AKRIC3 Expression and Antitumor Activity
[0337] In order to explore the relationship of baseline AKR1C3 expression on antitumor activity and specifically on ORR according to RECIST v1.1, a logistic regression model is fitted on patient's data from dose expansion group 2. A score (H-Score) is used to quantify the AKR1C3 exposure of the patients.
[0338] Assuming that patients with high values of AKR1C3 expression are related to higher probability of response, the estimate of the probability of response according to the fitted model is presented for various AKR1C3 H-Score values (e.g., H-Score=0, 50, 150, 250) together with their 90% confidence intervals.
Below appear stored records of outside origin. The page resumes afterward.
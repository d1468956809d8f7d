//! Annotated tree synthesis.
//!
//! [`Synthesizer::synthesize`] merges a catalog with an instance tree in two
//! passes over each record mapping:
//!
//! 1. zero-fill: every field missing from the mapping (or holding `null`) is
//!    filled with the zero value of its type, then nested records reached
//!    directly or through one optional level are filled the same way;
//! 2. annotate: every entry receives its field's documentation as a comment,
//!    nested record mappings are annotated recursively, and entries are
//!    reordered to field declaration order.
//!
//! The root mapping carries the root type's documentation.

mod annotate;
mod zero;

use tracing::debug;

use crate::catalog::{Catalog, TypeId, TypeMetadata};
use crate::error::{PrettyconfError, PrettyconfResult};
use crate::tree::{Node, NodeValue};

/// Key reported for problems with the root node itself.
const ROOT_FIELD: &str = "<root>";

/// Produces annotated, zero-filled trees from catalog metadata.
#[derive(Debug, Clone, Copy)]
pub struct Synthesizer<'c> {
    catalog: &'c Catalog,
}

impl<'c> Synthesizer<'c> {
    /// Creates a synthesizer reading type metadata from `catalog`.
    #[must_use]
    pub const fn new(catalog: &'c Catalog) -> Self {
        Self { catalog }
    }

    /// Synthesizes the annotated tree for an instance of `root`.
    ///
    /// A `null` instance is treated as an empty mapping.
    ///
    /// # Errors
    ///
    /// - [`PrettyconfError::TypeNotFound`] when `root` or a nested record is
    ///   missing from the catalog.
    /// - [`PrettyconfError::UnsupportedFieldType`] when a missing field has a
    ///   type without a zero value.
    /// - [`PrettyconfError::FieldNotFound`] when the instance has a key no
    ///   field serializes to.
    /// - [`PrettyconfError::UnexpectedNode`] when a record field does not
    ///   hold a mapping.
    /// - [`PrettyconfError::CyclicType`] when a record nests itself.
    pub fn synthesize(&self, tree: Node, root: &TypeId) -> PrettyconfResult<Node> {
        let root_type = self.lookup(root)?;
        let mut node = tree;
        if node.is_null() {
            node = Node::empty_mapping();
        }
        if !matches!(node.value, NodeValue::Mapping(_)) {
            return Err(PrettyconfError::UnexpectedNode {
                field: ROOT_FIELD.to_owned(),
                type_name: root_type.name.clone(),
                found: node.kind(),
            });
        }

        debug!(root = %root, "zero-filling unset fields");
        self.zero_fill(&mut node, root_type, &mut Vec::new())?;

        if !root_type.doc.is_empty() {
            node.comment = Some(root_type.doc.clone());
        }
        debug!(root = %root, "annotating fields");
        self.annotate(&mut node, root_type, &mut Vec::new())?;
        Ok(node)
    }

    fn lookup(&self, id: &TypeId) -> PrettyconfResult<&'c TypeMetadata> {
        self.catalog
            .lookup(id)
            .ok_or_else(|| PrettyconfError::TypeNotFound {
                package: id.package.clone(),
                name: id.name.clone(),
            })
    }
}

/// Pushes `id` onto the visited path, failing when it is already present.
fn enter(path: &mut Vec<TypeId>, id: TypeId) -> PrettyconfResult<()> {
    if path.contains(&id) {
        let cycle = path
            .iter()
            .chain(std::iter::once(&id))
            .map(ToString::to_string)
            .collect::<Vec<_>>()
            .join(" -> ");
        return Err(PrettyconfError::CyclicType { cycle });
    }
    path.push(id);
    Ok(())
}
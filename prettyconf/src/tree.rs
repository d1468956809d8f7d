//! Generic value tree exchanged between the synthesizer and text encoders.
//!
//! A [`Node`] is a scalar, a sequence or an ordered mapping, optionally
//! carrying a leading comment. Mapping entries keep their own comments so an
//! encoder can emit documentation directly above each key.

use serde::ser::{SerializeMap, SerializeSeq};
use serde::{Serialize, Serializer};

use crate::error::PrettyconfResult;

/// Scalar leaf values.
#[derive(Debug, Clone, PartialEq)]
pub enum Scalar {
    /// Absent value.
    Null,
    /// Boolean.
    Bool(bool),
    /// Signed integer.
    Int(i64),
    /// Unsigned integer too large for [`Scalar::Int`].
    UInt(u64),
    /// Floating point number.
    Float(f64),
    /// Text.
    String(String),
}

/// Shape and contents of a node.
#[derive(Debug, Clone, PartialEq)]
pub enum NodeValue {
    /// A leaf.
    Scalar(Scalar),
    /// Ordered sequence of nodes.
    Sequence(Vec<Node>),
    /// Ordered key to node mapping.
    Mapping(Vec<Entry>),
}

/// A tree node with an optional leading comment.
#[derive(Debug, Clone, PartialEq)]
pub struct Node {
    /// Comment emitted before the node.
    pub comment: Option<String>,
    /// Node contents.
    pub value: NodeValue,
}

/// One key/value pair of a mapping node.
#[derive(Debug, Clone, PartialEq)]
pub struct Entry {
    /// Mapping key.
    pub key: String,
    /// Comment emitted above the key.
    pub comment: Option<String>,
    /// Value node.
    pub value: Node,
}

impl Entry {
    /// Builds an uncommented entry.
    #[must_use]
    pub fn new(key: impl Into<String>, value: Node) -> Self {
        Self {
            key: key.into(),
            comment: None,
            value,
        }
    }
}

impl Node {
    /// Wraps a value without a comment.
    #[must_use]
    pub const fn new(value: NodeValue) -> Self {
        Self {
            comment: None,
            value,
        }
    }

    /// A scalar node.
    #[must_use]
    pub const fn scalar(value: Scalar) -> Self {
        Self::new(NodeValue::Scalar(value))
    }

    /// A string scalar node.
    #[must_use]
    pub fn string(value: impl Into<String>) -> Self {
        Self::scalar(Scalar::String(value.into()))
    }

    /// An empty mapping node.
    #[must_use]
    pub const fn empty_mapping() -> Self {
        Self::new(NodeValue::Mapping(Vec::new()))
    }

    /// An empty sequence node.
    #[must_use]
    pub const fn empty_sequence() -> Self {
        Self::new(NodeValue::Sequence(Vec::new()))
    }

    /// Reduces any serializable value to a tree.
    ///
    /// # Errors
    ///
    /// Returns [`PrettyconfError::Json`](crate::PrettyconfError::Json) when
    /// `value` cannot be represented, for example a map with non-string keys.
    pub fn from_serialize<T: Serialize + ?Sized>(value: &T) -> PrettyconfResult<Self> {
        Ok(Self::from(serde_json::to_value(value)?))
    }

    /// Returns `true` for a null scalar.
    #[must_use]
    pub const fn is_null(&self) -> bool {
        matches!(self.value, NodeValue::Scalar(Scalar::Null))
    }

    /// Entries of a mapping node.
    #[must_use]
    pub fn entries(&self) -> Option<&[Entry]> {
        match &self.value {
            NodeValue::Mapping(entries) => Some(entries),
            _ => None,
        }
    }

    /// Looks up a mapping entry by key.
    #[must_use]
    pub fn get(&self, key: &str) -> Option<&Node> {
        self.entries()?
            .iter()
            .find(|entry| entry.key == key)
            .map(|entry| &entry.value)
    }

    /// Keys of a mapping node in order; empty for other nodes.
    #[must_use]
    pub fn keys(&self) -> Vec<&str> {
        self.entries()
            .map(|entries| entries.iter().map(|entry| entry.key.as_str()).collect())
            .unwrap_or_default()
    }

    /// Kind name used in diagnostics.
    #[must_use]
    pub const fn kind(&self) -> &'static str {
        match self.value {
            NodeValue::Scalar(Scalar::Null) => "null",
            NodeValue::Scalar(_) => "scalar",
            NodeValue::Sequence(_) => "sequence",
            NodeValue::Mapping(_) => "mapping",
        }
    }
}

impl From<serde_json::Value> for Node {
    fn from(value: serde_json::Value) -> Self {
        use serde_json::Value;

        let node_value = match value {
            Value::Null => NodeValue::Scalar(Scalar::Null),
            Value::Bool(flag) => NodeValue::Scalar(Scalar::Bool(flag)),
            Value::Number(number) => NodeValue::Scalar(number_scalar(&number)),
            Value::String(text) => NodeValue::Scalar(Scalar::String(text)),
            Value::Array(items) => NodeValue::Sequence(items.into_iter().map(Self::from).collect()),
            Value::Object(map) => NodeValue::Mapping(
                map.into_iter()
                    .map(|(key, item)| Entry::new(key, Self::from(item)))
                    .collect(),
            ),
        };
        Self::new(node_value)
    }
}

fn number_scalar(number: &serde_json::Number) -> Scalar {
    if let Some(int) = number.as_i64() {
        Scalar::Int(int)
    } else if let Some(uint) = number.as_u64() {
        Scalar::UInt(uint)
    } else {
        Scalar::Float(number.as_f64().unwrap_or(f64::NAN))
    }
}

impl Serialize for Scalar {
    fn serialize<S: Serializer>(&self, serializer: S) -> Result<S::Ok, S::Error> {
        match self {
            Self::Null => serializer.serialize_unit(),
            Self::Bool(flag) => serializer.serialize_bool(*flag),
            Self::Int(int) => serializer.serialize_i64(*int),
            Self::UInt(uint) => serializer.serialize_u64(*uint),
            Self::Float(float) => serializer.serialize_f64(*float),
            Self::String(text) => serializer.serialize_str(text),
        }
    }
}

/// Serializes the node's data; comments are dropped.
impl Serialize for Node {
    fn serialize<S: Serializer>(&self, serializer: S) -> Result<S::Ok, S::Error> {
        match &self.value {
            NodeValue::Scalar(scalar) => scalar.serialize(serializer),
            NodeValue::Sequence(items) => {
                let mut seq = serializer.serialize_seq(Some(items.len()))?;
                for item in items {
                    seq.serialize_element(item)?;
                }
                seq.end()
            }
            NodeValue::Mapping(entries) => {
                let mut map = serializer.serialize_map(Some(entries.len()))?;
                for entry in entries {
                    map.serialize_entry(&entry.key, &entry.value)?;
                }
                map.end()
            }
        }
    }
}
Special attention is paid to the patients with the highest AKR1C3 concentration (H-Score250).
[0339] An additional analysis is optionally performed to all patients treated in the same dose and whose baseline AKR1C3 expression is available, including all data of patients from the escalation part and dose expansion group 1. Subgroup analyses for specific patient groups (e.g., squamous patients) are optionally considered.